I like the registers all over design. Though, they speak like it is game 
inject a register in arbitrary place.

On Sep 17, 10:44=A0am, valtih1978
<d...@not.email.me> wrote:
> Synthesis optimization people seem to like registers at I/O.
> Particularly, in Xilinx manual:
>
> =A0 =A0"The synthesis tools will not optimize across the Partition
> interface. If an asynchronous timing critical path crosses Partition
> boundaries, logic optimizations will not occur across the Partition
> boundary. To mitigate this issue, add a register to the asynchronous
> signal at the Partition boundary."
>
> I like the registers all over design. Though, they speak like it is game
> inject a register in arbitrary place.

In order to have reliable (deterministic and short) timing at the IO
boundaries you need to have registers in the IO.

The other comment that you referred to is also a very good practice.
Registering an asynchronous input at the boundary will resolve the
asynchronous event to a single clock edge within the module
(metastability concerns aside) so that timing analysis can be done
correctly and so that all parts of the module will "see" the same
value.  Since this is an asynchronous signal and by its definition can
happen at any time adding a register has no practical impact.

These are not absolute rules. You are free to create your design in
any way that you see fit, but when the design isn't stable and
reliable you should remember these design tips.

You speak like about primary I/O. Yet, partitions
are blocks of the same 
FPGA design. They are under full control of the tools. Do you mean that 
partitions treated as designs, absolutely external to each other?

Thank you.

On 9/17/2011 10:44 AM, valtih1978 wrote:
> Synthesis optimization people seem to like registers at I/O.
> Particularly, in Xilinx manual:
>
> "The synthesis tools will not optimize across the Partition interface.
> If an asynchronous timing critical path crosses Partition boundaries,
> logic optimizations will not occur across the Partition boundary. To
> mitigate this issue, add a register to the asynchronous signal at the
> Partition boundary."
>
> I like the registers all over design. Though, they speak like it is game
> inject a register in arbitrary place.

One of the games is register retiming to improve Fmax.
If I describe a 128 input OR gate without registers,
my fmax will be very bad, and the tools can do nothing about it.
If I pipeline the design with registers, syntheses can move
the luts around to optimize Fmax.

   -- Mike Treseler

Mike Treseler <m...@gmail.com> wrote:

(snip)
>> "The synthesis tools will not optimize across the Partition interface.
>> If an asynchronous timing critical path crosses Partition boundaries,
>> logic optimizations will not occur across the Partition boundary.

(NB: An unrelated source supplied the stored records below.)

//! # Booking Repository
//!
//! Database operations for bookings and their frozen line-item snapshots.
//!
//! ## Booking Lifecycle
//! ```text
//! ┌─────────────────────────────────────────────────────────────────────┐
//! │                       Booking Lifecycle                             │
//! │                                                                     │
//! │  1. CREATE (this core, exactly once)                                │
//! │     └── create_booking() → Booking { status: Pending }              │
//! │         One transaction: booking row + every line item, or nothing  │
//! │                                                                     │
//! │  2. TRANSITIONS (external admin workflow)                           │
//! │     ├── confirm()        pending   → confirmed                      │
//! │     ├── mark_delivered() confirmed → delivered                      │
//! │     └── cancel()         pending | confirmed → cancelled            │
//! │         Guards live in the WHERE clause: an illegal transition       │
//! │         simply matches zero rows. Cancellation never resurrects.    │
//! │                                                                     │
//! │  3. READS (booking history, admin listing, revenue reporting)       │
//! │     └── get_by_id / get_items / list_recent / revenue_total         │
//! └─────────────────────────────────────────────────────────────────────┘
//! ```

use chrono::Utc;
use sqlx::SqlitePool;
use tracing::{debug, info};
use uuid::Uuid;

use crate::error::{DbError, DbResult};
use encore_core::{
    Booking, BookingLineItem, BookingStatus, CustomerInfo, PaymentMethod, ReconciledOrder,
};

To
>> mitigate this issue, add a register to the asynchronous signal at the
>> Partition boundary."

(snip)
> One of the games is register retiming to improve Fmax.
> If I describe a 128 input OR gate without registers,
> my fmax will be very bad, and the tools can do nothing about it.
> If I pipeline the design with registers, syntheses can move
> the luts around to optimize Fmax.

It would be nice if the tools could help placing of such registers.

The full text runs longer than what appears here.